Commençons par rappeler l’état du droit en ce domaine, avant que d’étudier la portée de ce nouvel arrêt en matière de communication des décisions de justice.
I. Un droit souple au régime unifié et de plus en plus soumis au contrôle du juge
Avec l’arrêt GISTI (12 juin 2020, n° 418142), le Conseil d’Etat a unifié le régime juridique de ces éléments de droit souple y compris les lignes directrices, les circulaires, les guides, etc.
Et j’avais fait le point sur cette mini-révolution en droit public, ici, et ce en 3 mn 49 :
https://youtu.be/moPk8paYT8s
De cette nouvelle jurisprudence GISTI, de juin 20200, ressortaient :
- 1/ un cadre unique (ce qui est nouveau) pour les « documents de portée générale émanant d’autorités publiques, matérialisés ou non, tels que les circulaires, instructions, recommandations, notes, présentations ou interprétations du droit positif »
- 2/ avec une recevabilité des recours contre ces actes lorsque ceux-ci sont susceptibles d’avoir des effets notables sur les droits ou la situation d’autres personnes que les agents chargés, le cas échéant, de les mettre en œuvre.
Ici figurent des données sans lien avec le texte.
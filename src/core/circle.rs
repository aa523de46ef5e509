use serde::{Deserialize, Serialize};
use tracing::{debug, warn};

use crate::core::types::DataPoint;
use crate::error::{GridError, GridResult};
use crate::render::Color;

/// One annotated circle positioned in data coordinates.
///
/// Circles are validated on construction and never mutated afterwards; a new
/// input replaces the whole set.
#[derive(Debug, Clone, PartialEq, Serialize, Deserialize)]
#[serde(try_from = "CircleRecord")]
pub struct Circle {
    x: f64,
    y: f64,
    radius: f64,
    color: Color,
    fill: Option<Color>,
    dashed: bool,
    z_index: i32,
}

impl Circle {
    /// Creates a stroke-only, solid circle with z-index 0.
    pub fn new(x: f64, y: f64, radius: f64, color: Color) -> GridResult<Self> {
        if !x.is_finite() || !y.is_finite() {
            return Err(GridError::InvalidData(
                "circle center must be finite".to_owned(),
            ));
        }
        if !radius.is_finite() || radius <= 0.0 {
            return Err(GridError::InvalidData(
                "circle radius must be finite and > 0".to_owned(),
            ));
        }
        color.validate()?;
        Ok(Self {
            x,
            y,
            radius,
            color,
            fill: None,
            dashed: false,
            z_index: 0,
        })
    }

    #[must_use]
    pub fn with_fill(mut self, fill: Color) -> Self {
        self.fill = Some(fill);
        self
    }

    #[must_use]
    pub fn with_dashed(mut self, dashed: bool) -> Self {
        self.dashed = dashed;
        self
    }

    #[must_use]
    pub fn with_z_index(mut self, z_index: i32) -> Self {
        self.z_index = z_index;
        self
    }

    #[must_use]
    pub fn center(&self) -> DataPoint {
        DataPoint::new(self.x, self.y)
    }

    /// Radius in data units.
    #[must_use]
    pub fn radius(&self) -> f64 {
        self.radius
    }

    #[must_use]
    pub fn color(&self) -> Color {
        self.color
    }

    #[must_use]
    pub fn fill(&self) -> Option<Color> {
        self.fill
    }

    #[must_use]
    pub fn is_dashed(&self) -> bool {
        self.dashed
    }

    #[must_use]
    pub fn z_index(&self) -> i32 {
        self.z_index
    }
}

/// Wire shape of one circle record.
#[derive(Debug, Deserialize)]
struct CircleRecord {
    x: f64,
    y: f64,
    #[serde(alias = "r")]
    radius: f64,
    #[serde(alias = "outline", alias = "stroke")]
    color: Color,
    #[serde(default)]
    fill: Option<FillRepr>,
    #[serde(default)]
    dashed: bool,
    #[serde(default, alias = "z", alias = "zIndex")]
    z_index: i32,
}

/// Fill is either a color or an explicit "no fill" keyword.
#[derive(Debug, Deserialize)]
#[serde(untagged)]
enum FillRepr {
    Color(Color),
    Keyword(String),
}

impl TryFrom<CircleRecord> for Circle {
    type Error = GridError;

    fn try_from(record: CircleRecord) -> GridResult<Self> {
        let circle = Circle::new(record.x, record.y, record.radius, record.color)?
            .with_dashed(record.dashed)
            .with_z_index(record.z_index);
        match record.fill {
            None => Ok(circle),
            Some(FillRepr::Color(fill)) => Ok(circle.with_fill(fill)),
            Some(FillRepr::Keyword(keyword)) => match keyword.trim() {
                "" | "none" => Ok(circle),
                other => Err(GridError::InvalidData(format!(
                    "unrecognized fill `{other}`"
                ))),
            },
        }
    }
}

/// Order in which a circle set is painted.
#[derive(Debug, Clone, Copy, PartialEq, Eq, Default, Serialize, Deserialize)]
pub enum PaintOrder {
    /// Ascending z-index; equal z-indices keep input order.
    #[default]
    ZIndex,
    /// Input order as declared.
    Declaration,
}

/// Returns `circles` in the order they must be painted (last one on top).
#[must_use]
pub fn paint_order(circles: &[Circle], order: PaintOrder) -> Vec<&Circle> {
    let mut ordered: Vec<&Circle> = circles.iter().collect();
    if order == PaintOrder::ZIndex {
        // `sort_by_key` is stable, which keeps ties in input order.
        ordered.sort_by_key(|circle| circle.z_index);
    }
    ordered
}

/// Strictly decodes a JSON array of circle records.
pub fn try_decode_circles(input: &str) -> GridResult<Vec<Circle>> {
    serde_json::from_str(input).map_err(|err| GridError::Decode(err.to_string()))
}

/// Decodes a JSON array of circle records, recovering to an empty set.
///
/// Any decode or validation failure is logged and yields no circles; it is
/// never surfaced to the caller. Blank input is treated as "no circles".
#[must_use]
pub fn decode_circles(input: &str) -> Vec<Circle> {
    if input.trim().is_empty() {
        debug!("blank circle input, rendering empty set");
        return Vec::new();
    }
    match try_decode_circles(input) {
        Ok(circles) => {
            debug!(count = circles.len(), "decoded circle input");
            circles
        }
        Err(err) => {
            warn!(
                error = %err,
                input_len = input.len(),
                "malformed circle input, rendering empty set"
            );
            Vec::new()
        }
    }
}

/// Compiled-in circle set drawn by the static variant.
#[must_use]
pub fn builtin_circle_set() -> Vec<Circle> {
    let specs: [(f64, f64, f64, Color, Option<Color>, bool); 4] = [
        (0.0, 0.0, 1.0, Color::rgb8(0, 0, 255), None, true),
        (
            0.5,
            0.5,
            0.25,
            Color::rgb8(255, 0, 0),
            Some(Color::rgb8(255, 0, 0).with_alpha(0.2)),
            false,
        ),
        (-0.5, -0.25, 0.3, Color::rgb8(0, 128, 0), None, false),
        (0.25, -0.5, 0.15, Color::rgb8(255, 165, 0), None, true),
    ];
    specs
        .into_iter()
        .filter_map(|(x, y, radius, color, fill, dashed)| {
            let circle = Circle::new(x, y, radius, color).ok()?.with_dashed(dashed);
            Some(match fill {
                Some(fill) => circle.with_fill(fill),
                None => circle,
            })
        })
        .collect()
}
Ce qui inclut les actes impératifs (ce qui était déjà le cas) mais aussi les actes ayant un caractère de ligne directrice (ce qui est pus large qu’avant, dont sans doute, en fonction publique, les fameuses lignes directrices de gestion, sauf pour les agents chargés de les mettre en oeuvre).
- 3/ et avec un office du juge en ce domaine qui en ressort clarifié et unifié.
Sources : CE, 12 juin 2020, GISTI, n° 418142 ; pour les circulaires, voir le célèbre arrêt Duvignères (CE, S., 18 décembre 2002, n° 233618 ; voir aussi CE, 20 juin 2016, n° 389730) ; pour les directives de droit national, voir CE, S, 11 décembre 1970, Crédit foncier de France, rec. p. 750 ; pour le droit souple des autorités de régulation, voir les décisions d’Assemblée du contentieux du CE du 21 mars 2016, Fairvesta International, n° 368082, et Société Numéricable, n° 390023 ; s’agissant du refus d’une autorité de régulation d’abroger un acte de droit souple, voir CE, Section, 13 juillet 2016, Société GDF Suez, n° 388150, p. 384 ; sur les recours contre les actes de droit souple susceptibles d’avoir des effets notables sur les intéressés, voir CE, Ass., 19 juillet 2019, n° 426389. A comparer avec CE, 21 octobre 2019, n°419996 419997 ; pour le cas des décisions des autorités administratives indépendantes non décisoires mais pouvant avoir une influence, voir CE, 4 décembre 2019, n° 416798 et n°415550 (voir aussi CE, 30 janvier 2019, n° 411132 ; CE, 2 mai 2019, n°414410) ; pour les guides voir CE, 29 mai 2020, n° 440452 ; sur l’état du droit quant aux lignes attaquables ou non avant ce nouvel arrêt GISTI voir CE, 3 mai 2004, Comité anti-amiante Jussieu, n° 245961.
Voir aussi :
- Droit souple : le juge de plus en plus dur
- Abrogation d’une mesure de droit souple et contrôle juridictionnel
- Un « guide » d’un Ministère… constitue-t-il un acte susceptible de recours ?
- mais voir surtout :
Reste que les actes de droit souple, notamment ceux des autorités administratives indépendantes et autres organismes publics de régulation, demeurent en fonction de cette grille de lecture parfois (souvent) attaquables en recours pour excès de pouvoir, parfois pas… mais qu’il devient de pus en plus rare de trouver des actes ou des avis de es structures qui n’en soient pas…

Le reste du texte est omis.